- Born: Gavin Scott Tucker June 17, 1986 (age 40) St. Anthony, Newfoundland and Labrador, Canada
- Nickname: Guv'Nor
- Height: 5 ft 7 in (1.70 m)
- Weight: 145 lb (66 kg; 10 st 5 lb)
- Division: Featherweight
- Reach: 66 in (168 cm)
- Fighting out of: Halifax, Nova Scotia, Canada
- Team: Titans MMA 2010–2021 Tower One 2021-
- Rank: Black belt in Brazilian Jiu-Jitsu under Renzo Gracie
- Years active: 2011–2026

Mixed martial arts record
- Total: 16
- Wins: 13
- By knockout: 4
- By submission: 6
- By decision: 3
- Losses: 3
- By knockout: 1
- By submission: 1
- By decision: 1

Other information
- Mixed martial arts record from Sherdog

= Gavin Tucker =

Canadian mixed martial artist

Gavin Scott Tucker (born June 17, 1986) is a Canadian retired professional mixed martial artist. Tucker competed in the featherweight division for the Ultimate Fighting Championship (UFC). He had previously won the Extreme Cage Combat promotion championship in the featherweight category.

==Background==
Tucker was born in St. Anthony, NL, and raised in Ship Cove, Newfoundland and Labrador, on June 17, 1986. He started practicing traditional martial arts like taekwondo and judo in his teens, before leaving for Nova Scotia to study. He graduated from St. Francis Xavier University after studying jazz, music industry and performance. After stationing permanently in Halifax, he got interested in martial arts and found a gym to train at. Tucker began competing in mixed martial arts in 2009. He competed on the regional scene, almost exclusively in the Maritimes of Canada.

==Mixed martial arts career==
===Early career===
Tucker was the reigning Extreme Cage Combat Featherweight Champion when he was signed to the UFC in early 2017.

===Ultimate Fighting Championship===
Tucker made his promotional debut on February 19, 2017 against Sam Sicilia at UFC Fight Night 105. Tucker won the fight via unanimous decision.

Tucker faced Ricky Glenn on September 9, 2017 at UFC 215. Tucker suffered his first professional loss in this fight by unanimous decision. The referee was criticized by many observers, who felt that the fight should have been stopped earlier, as Tucker was clearly exhausted and had absorbed 142 significant strikes. UFC president Dana White tweeted, "This ref SUCKS" during the fight and tweeted after the fight, "Look at the poor kid's face!!! The ref needs his ass whooped!!!!" Other commentators blamed Tucker's corner for not throwing in the towel to stop the fight. Despite Tucker suffering 4 broken bones in his face as a result of the fight, he defended the referee's, Kyle Cardinal, decision on his Facebook.

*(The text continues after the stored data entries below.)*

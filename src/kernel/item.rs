use serde::{Deserialize, Serialize};
use std::borrow::Borrow;
use std::fmt;

/// Opaque identifier of a viewable entity (a post, in practice).
/// No ordering semantics are implied beyond what `Ord` needs for stable snapshots.
#[derive(Debug, Clone, PartialEq, Eq, Hash, PartialOrd, Ord, Serialize, Deserialize)]
#[serde(transparent)]
pub struct ItemId(String);

impl ItemId {
    /// Returns `None` for empty or whitespace-only input.
    pub fn parse(raw: &str) -> Option<Self> {
        if raw.trim().is_empty() {
            None
        } else {
            Some(Self(raw.to_string()))
        }
    }

    pub fn as_str(&self) -> &str {
        &self.0
    }
}

impl Borrow<str> for ItemId {
    fn borrow(&self) -> &str {
        &self.0
    }
}

impl fmt::Display for ItemId {
    fn fmt(&self, f: &mut fmt::Formatter<'_>) -> fmt::Result {
        f.write_str(&self.0)
    }
}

In victory say little. In defeat ....less.
ill keep it short and sweet. i lost on Saturday. stop blaming the ref for a bad call. that man let me go out on my shield. he visited while i was in the hospital and apologized. was him and i in that cage. I didnt stop fighting. he saw that. he should sleep easy.
I have four broken bones in my face. the first which started on the jaw in rd 1 and the fight went down for me from there. i have 2 fractured orbital and another vertical fracture in the jaw according to the x ray/CT scan. the heartbreak of losing hurts much worse. throughout the day i wiped a lot [sic] of blood off my cheek and i can't say for sure there weren't some tears in there. I fought w blurred vision and 3 different Rick Glenns kicked the fuck out of me for the last two rds. (i tried to hit the one in the middle) congrats to my opponent. i hope you go far because i plan on seeing you again. I fought my heart out. I'm a rare breed of straight savage and i don't need social media to tell me that. however...i am appreciative of all the support i received on here. which is why I'm writing this. I have no excuses and won't stand for anyone making them for me. that's not how the north folk get it done.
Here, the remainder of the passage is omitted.